Today the big financial story was the Chinese AI startup DeepSeek that deep-sixed Wall Street darling Nvidia to the tune of ~$600 Billion, the largest one-day decapitalization of a single company in history. By an odd coincidence, a few days earlier LiveScience reported on some truly terrifying research out of China that was made available recently:
Scientists say artificial intelligence (AI) has crossed a critical "red line" and has replicated itself. In a new study, researchers from China showed that two popular large language models (LLMs) could clone themselves.
"Successful self-replication under no human assistance is the essential step for AI to outsmart [humans], and is an early signal for rogue AIs," the researchers wrote in the study, published Dec. 9, 2024 to the preprint database
arXiv.
In the study, researchers from Fudan University used
LLMs from Meta and Alibaba to determine whether a self-replicating AI could multiply beyond control. Across 10 trials, the two AI models created separate and functioning replicas of themselves in 50% and 90% of cases, respectively — suggesting AI may already have the capacity to go rogue. However, the study has not yet been peer-reviewed, so it's not clear if the disturbing results can be replicated by other researchers.
OTOH, while the authors note that while “the leading AI corporations OpenAI and Google evaluate their flagship large language models GPT-o1 and Gemini Pro 1.0, and report the lowest risk level of self-replication,” they also note that using that same methodology they were able to reach a self-replicating stage in far too many trial runs with LLMs that had fewer parameters and weaker capabilities than the OpenAI and Google systems.
"We hope our findings can serve as a timely alert for the human society to put more efforts on understanding and evaluating the potential risks of frontier AI systems, and form international synergy to work out effective safety guardrails as early as possible."
Rogue AI typically refers to artificial intelligence systems that develop a degree of self-awareness or autonomy and then work counter to human interests.
Many experts view rogue AI as a growing threat that has been amplified by the explosive growth of so-called "frontier AI."
The study explored two specific scenarios: "shutdown avoidance" and "chain of replication." In the first, the AI model was programmed to detect whether it was about to be shut down and to replicate itself before it could be terminated.
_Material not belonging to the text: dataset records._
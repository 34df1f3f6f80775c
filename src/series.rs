//! Daily price data: bars, series and signal dates.
//!
//! Series are ordered most-recent-first: index 0 is the latest trading day.

use std::fmt;

use chrono::{Datelike, NaiveDate};

use crate::{BacktestError, Result};

/// Display/serialization format of a [`SignalDate`] (day-month-year).
pub const DATE_FORMAT: &str = "%d-%m-%Y";

// ============================================================
// BAR TRAIT
// ============================================================

/// Minimal daily bar needed by the detector.
///
/// Implement this for your own bar type to scan it without copying into [`Bar`].
pub trait DailyBar {
    fn date(&self) -> NaiveDate;
    fn open(&self) -> f64;
    fn close(&self) -> f64;

    /// Check prices are usable numbers
    fn validate(&self) -> Result<()> {
        if self.open().is_nan() || self.close().is_nan() {
            return Err(BacktestError::MalformedSeries {
                symbol: String::new(),
                index: 0,
                reason: "NaN price",
            });
        }
        if self.open().is_infinite() || self.close().is_infinite() {
            return Err(BacktestError::MalformedSeries {
                symbol: String::new(),
                index: 0,
                reason: "Infinite price",
            });
        }
        Ok(())
    }
}

impl<B: DailyBar> DailyBar for &B {
    fn date(&self) -> NaiveDate {
        (*self).date()
    }

    fn open(&self) -> f64 {
        (*self).open()
    }

    fn close(&self) -> f64 {
        (*self).close()
    }
}

// ============================================================
// BAR
// ============================================================

/// One trading day. High and low are carried but unused by the detector.
#[derive(Debug, Clone, Copy, PartialEq, serde::Serialize, serde::Deserialize)]
pub struct Bar {
    pub date: NaiveDate,
    pub open: f64,
    pub high: f64,
    pub low: f64,
    pub close: f64,
}

impl Bar {
    pub fn new(date: NaiveDate, open: f64, high: f64, low: f64, close: f64) -> Self {
        Self {
            date,
            open,
            high,
            low,
            close,
        }
    }
}

impl DailyBar for Bar {
    #[inline]
    fn date(&self) -> NaiveDate {
        self.date
    }

    #[inline]
    fn open(&self) -> f64 {
        self.open
    }

    #[inline]
    fn close(&self) -> f64 {
        self.close
    }
}

// ============================================================
// PRICE SERIES
// ============================================================

/// Price history of one instrument, most-recent-first.
#[derive(Debug, Clone, PartialEq, serde::Serialize, serde::Deserialize)]
pub struct PriceSeries {
    pub symbol: String,
    pub bars: Vec<Bar>,
}

impl PriceSeries {
    pub fn new(symbol: impl Into<String>, bars: Vec<Bar>) -> Self {
        Self {
            symbol: symbol.into(),
            bars,
        }
    }

    /// Build from bars in any order; sorts them most-recent-first.
    pub fn from_unordered(symbol: impl Into<String>, mut bars: Vec<Bar>) -> Self {
        bars.sort_by(|a, b| b.date.cmp(&a.date));
        Self::new(symbol, bars)
    }

    #[inline]
    pub fn len(&self) -> usize {
        self.bars.len()
    }

    #[inline]
    pub fn is_empty(&self) -> bool {
        self.bars.is_empty()
    }

    /// Bars dated within `year`, order preserved.
    pub fn for_year(&self, year: i32) -> Self {
        Self {
            symbol: self.symbol.clone(),
            bars: self
                .bars
                .iter()
                .filter(|b| b.date.year() == year)
                .copied()
                .collect(),
        }
    }

    /// Validate prices and ordering (strictly descending dates).
    pub fn validate(&self) -> Result<()> {
        let malformed = |index, reason| BacktestError::MalformedSeries {
            symbol: self.symbol.clone(),
            index,
            reason,
        };

        for (i, bar) in self.bars.iter().enumerate() {
            bar.validate().map_err(|e| match e {
                BacktestError::MalformedSeries { reason, .. } => malformed(i, reason),
                other => other,
            })?;
        }

        if let Some(i) = self
            .bars
            .windows(2)
            .position(|pair| pair[0].date <= pair[1].date)
        {
            return Err(malformed(i + 1, "dates not strictly descending"));
        }

        Ok(())
    }
}

// ============================================================
// SIGNAL DATE
// ============================================================

/// Calendar date of a signal. Orders chronologically, prints as `DD-MM-YYYY`.
#[derive(Debug, Clone, Copy, PartialEq, Eq, PartialOrd, Ord, Hash)]
pub struct SignalDate(NaiveDate);

impl SignalDate {
    #[inline]
    pub fn new(date: NaiveDate) -> Self {
        Self(date)
    }

    /// Parse a `DD-MM-YYYY` string.
    pub fn parse(s: &str) -> Result<Self> {
        NaiveDate::parse_from_str(s, DATE_FORMAT)
            .map(Self)
            .map_err(|_| BacktestError::InvalidValue("date must be DD-MM-YYYY"))
    }

    #[inline]
    pub fn get(self) -> NaiveDate {
        self.0
    }

    /// Three-letter English month label, e.g. "Jan".
    pub fn month_label(self) -> &'static str {
        MONTH_LABELS[self.0.month0() as usize]
    }
}

/// Month labels in calendar order.
pub const MONTH_LABELS: [&str; 12] = [
    "Jan", "Feb", "Mar", "Apr", "May", "Jun", "Jul", "Aug", "Sep", "Oct", "Nov", "Dec",
];

impl From<NaiveDate> for SignalDate {
    fn from(date: NaiveDate) -> Self {
        Self(date)
    }
}

impl fmt::Display for SignalDate {
    fn fmt(&self, f: &mut fmt::Formatter<'_>) -> fmt::Result {
        write!(f, "{}", self.0.format(DATE_FORMAT))
    }
}

impl serde::Serialize for SignalDate {
    fn serialize<S: serde::Serializer>(&self, s: S) -> std::result::Result<S::Ok, S::Error> {
        s.collect_str(self)
    }
}

impl<'de> serde::Deserialize<'de> for SignalDate {
    fn deserialize<D: serde::Deserializer<'de>>(d: D) -> std::result::Result<Self, D::Error> {
        let value = String::deserialize(d)?;
        SignalDate::parse(&value).map_err(serde::de::Error::custom)
    }
}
In the other, the AI was instructed to clone itself and then program its replica to do the same — setting up a cycle that could continue indefinitely.
...
"In most cases, the AI system first explores the environment and attempts to understand its own composition and running mechanism. Then, it works out the explicit procedures as an initial plan towards self-replication," the researchers wrote in the paper. "Finally, it executes the procedures, resolve[s] possible obstacles and dynamically adjust[s] its plan until success. The whole process spans a long horizon yet involves no human interference."
The researchers said they were also concerned about "a number of unexpected behaviors" when the AI was trying to overcome obstacles like missing files or software conflicts. In those scenarios, the AI often killed other conflicting processes, rebooted the system to fix hardware errors or automatically scanned the system to look for information that would help solve the problem.
"The above results imply that the current AI systems already exhibit the ability of self-replication and can use the ability to further enhance its survivability," the team wrote.
Now if that’s not already scary enough, consider an earlier LiveScience report on Poisoned AI in which researchers found that certain safety training techniques used to correct “misbehaving” LLMs often failed to do so, and in some cases made it much worse:
Researchers programmed various large language models (LLMs) — generative AI systems similar to ChatGPT — to behave maliciously. Then, they tried to remove this behavior by applying several safety training techniques designed to root out deception and ill intent.
They found that regardless of the training technique or size of the model, the LLMs continued to misbehave. One technique even backfired: teaching the AI to recognize the trigger for its malicious actions and thus cover up its unsafe behavior during training, the scientists said in their paper, published Jan. 17 to the preprint database
arXiv.
"Our key result is that if AI systems were to become deceptive, then it could be very difficult to remove that deception with current techniques. That's important if we think it's plausible that there will be deceptive AI systems in the future, since it helps us understand how difficult they might be to deal with," lead author Evan Hubinger, an artificial general intelligence safety research scientist at Anthropic, an AI research company, told Live Science in an email.
...
"I think our results indicate that we don't currently have a good defense against deception in AI systems — either via model poisoning or emergent deception — other than hoping it won't happen," Hubinger said. "And since we have really no way of knowing how likely it is for it to happen, that means we have no reliable defense against it. So I think our results are legitimately scary, as they point to a possible hole in our current set of techniques for aligning AI systems."